Four males and four females volunteered to participate in the study. The subjects were not well trained, but all were healthy and physically active (age, 22.1 ± 0.3 yr; weight, 77.7 ± 3.6 kg, VO2 max, 3.5 ± 0.3 l/min). The experimental procedures, including possible risks and benefits, were explained to each subject before written consent was obtained. The study received approval from the Human Ethics Committees of the University of Guelph and McMaster University.

Experimental Protocol

Before the experiment, all participants underwent a continuous incremental VO2 max test on a cycle ergometer. Each subject also participated in two practice trials on separate days to confirm the power outputs required to elicit 35, 65, and 90% VO2 max and to ensure that all subjects could complete 10 min of cycling at the high power output.

The experimental trials were performed on 2 days, separated by 2-3 wk. On each test day, subjects reported to the laboratory at the same time of day having eaten a meal high in CHO 2-4 h before the experiment. Daily food records were kept for 48 h preceding the initial trial, and subjects were instructed to replicate their consumption before the second trial. CHO intake represented 60.0 ± 4.3% of the total caloric intake of the pretrial diet, whereas fat and protein comprised 25.0 ± 2.4 and 15.0 ± 2.0%, respectively.

On one of the test days, exercise consisted of 10 min of cycling on an electronically braked ergometer (Excalibur; Quinton Instrument, Seattle, WA) at 35% VO2 max, followed by at least 1 h of rest and then 10 min of cycling at 65% VO2 max. On the other day, subjects cycled for 10 min at 90% VO2 max. Test days were randomly assigned. Before each exercise bout, one leg was prepared for percutaneous needle biopsy of the vastus lateralis with three incisions of the skin through to the deep fascia, under local anesthesia (2% lidocaine without epinephrine) as described by Bergstrom (2). Biopsy samples were obtained at rest after at least 30 min of complete rest on a bed and were immediately frozen in liquid N2. Exercise biopsy samples were obtained at 1 and 10 min at each power output. Rate of O2 consumption (VO2), CO2 output (VCO2), and the respiratory exchange ratio (RER) were determined using a metabolic cart (Quinton Q-plex 1; Quinton Instrument). At 35 and 65% VO2 max, expired gases were collected between 4 and 8 min of exercise, whereas at 90% VO2 max, gas was collected between 2-4 and 7-9 min. The rate of fat oxidation (g/min) was calculated from the VCO2 and VO2 using the RER (12).

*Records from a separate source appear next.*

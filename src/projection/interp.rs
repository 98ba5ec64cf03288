//! Trilinear interpolation on a lattice, with zero outside the grid
//!
//! `pull` and `push` use identical weights so that spreading is the exact
//! transpose of sampling. Axes with a single voxel use nearest sampling
//! within half a voxel of the centre.

/// Interpolation taps along one axis: (index, weight, d weight / d coordinate)
#[derive(Clone, Copy)]
struct AxisTaps {
    taps: [(usize, f64, f64); 2],
    len: usize,
}

#[inline]
fn axis_taps(c: f64, n: usize) -> AxisTaps {
    let mut out = AxisTaps { taps: [(0, 0.0, 0.0); 2], len: 0 };
    if !c.is_finite() {
        return out;
    }
    if n == 1 {
        if c.abs() <= 0.5 {
            out.taps[0] = (0, 1.0, 0.0);
            out.len = 1;
        }
        return out;
    }
    let f = c.floor();
    let t = c - f;
    let i0 = f as i64;
    for (i, w, dw) in [(i0, 1.0 - t, -1.0), (i0 + 1, t, 1.0)] {
        if i >= 0 && (i as usize) < n {
            out.taps[out.len] = (i as usize, w, dw);
            out.len += 1;
        }
    }
    out
}

#[inline]
fn taps3(c: [f64; 3], dims: [usize; 3]) -> [AxisTaps; 3] {
    [axis_taps(c[0], dims[0]), axis_taps(c[1], dims[1]), axis_taps(c[2], dims[2])]
}

/// Sample `data` at fractional voxel coordinate `c`
#[inline]
pub fn pull(data: &[f64], dims: [usize; 3], c: [f64; 3]) -> f64 {
    let [tx, ty, tz] = taps3(c, dims);
    let (nx, ny) = (dims[0], dims[1]);
    let mut acc = 0.0;
    for &(k, wz, _) in &tz.taps[..tz.len] {
        for &(j, wy, _) in &ty.taps[..ty.len] {
            let wzy = wz * wy;
            let base = j * nx + k * nx * ny;
            for &(i, wx, _) in &tx.taps[..tx.len] {
                acc += wzy * wx * data[base + i];
            }
        }
    }
    acc
}

/// Spread `value` into `data` at fractional voxel coordinate `c`
/// (transpose of [`pull`])
#[inline]
pub fn push(data: &mut [f64], dims: [usize; 3], c: [f64; 3], value: f64) {
    let [tx, ty, tz] = taps3(c, dims);
    let (nx, ny) = (dims[0], dims[1]);
    for &(k, wz, _) in &tz.taps[..tz.len] {
        for &(j, wy, _) in &ty.taps[..ty.len] {
            let wzy = wz * wy * value;
            let base = j * nx + k * nx * ny;
            for &(i, wx, _) in &tx.taps[..tx.len] {
                data[base + i] += wzy * wx;
            }
        }
    }
}

/// Sample `data` at `c` together with the derivative of the interpolant
/// with respect to each coordinate
#[inline]
pub fn pull_with_gradient(data: &[f64], dims: [usize; 3], c: [f64; 3]) -> (f64, [f64; 3]) {
    let [tx, ty, tz] = taps3(c, dims);
    let (nx, ny) = (dims[0], dims[1]);
    let mut val = 0.0;
    let mut grad = [0.0; 3];
    for &(k, wz, dz) in &tz.taps[..tz.len] {
        for &(j, wy, dy) in &ty.taps[..ty.len] {
            let base = j * nx + k * nx * ny;
            for &(i, wx, dx) in &tx.taps[..tx.len] {
                let v = data[base + i];
                val += wx * wy * wz * v;
                grad[0] += dx * wy * wz * v;
                grad[1] += wx * dy * wz * v;
                grad[2] += wx * wy * dz * v;
            }
        }
    }
    (val, grad)
}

Muscle Sampling and Analyses

A piece of frozen wet muscle (20-30 mg) was removed under liquid N2 for the determination of the activity of pyruvate dehydrogenase (PDH) in its active form (PDHa), as described previously (7, 24).

The remainder of the muscle samples were freeze-dried, dissected free of blood and connective tissue, and powdered. A portion of dry muscle (~5 mg) was extracted in 0.5 M perchloric acid and 1 mM EDTA, neutralized to pH 7.0 with 2.2 M KHCO3, and analyzed for acetyl-CoA and acetylcarnitine (5) as well as phosphocreatine (PCr), creatine, ATP, glucose, and lactate (1, 16).

M-CoA was extracted from aliquots of dry muscle (~8-14 mg) with ice-cold 0.5 M PCA in the ratio of 10 µl/mg dry muscle as previously described (22). M-CoA esters were separated and quantified as described in previous reports (18, 26).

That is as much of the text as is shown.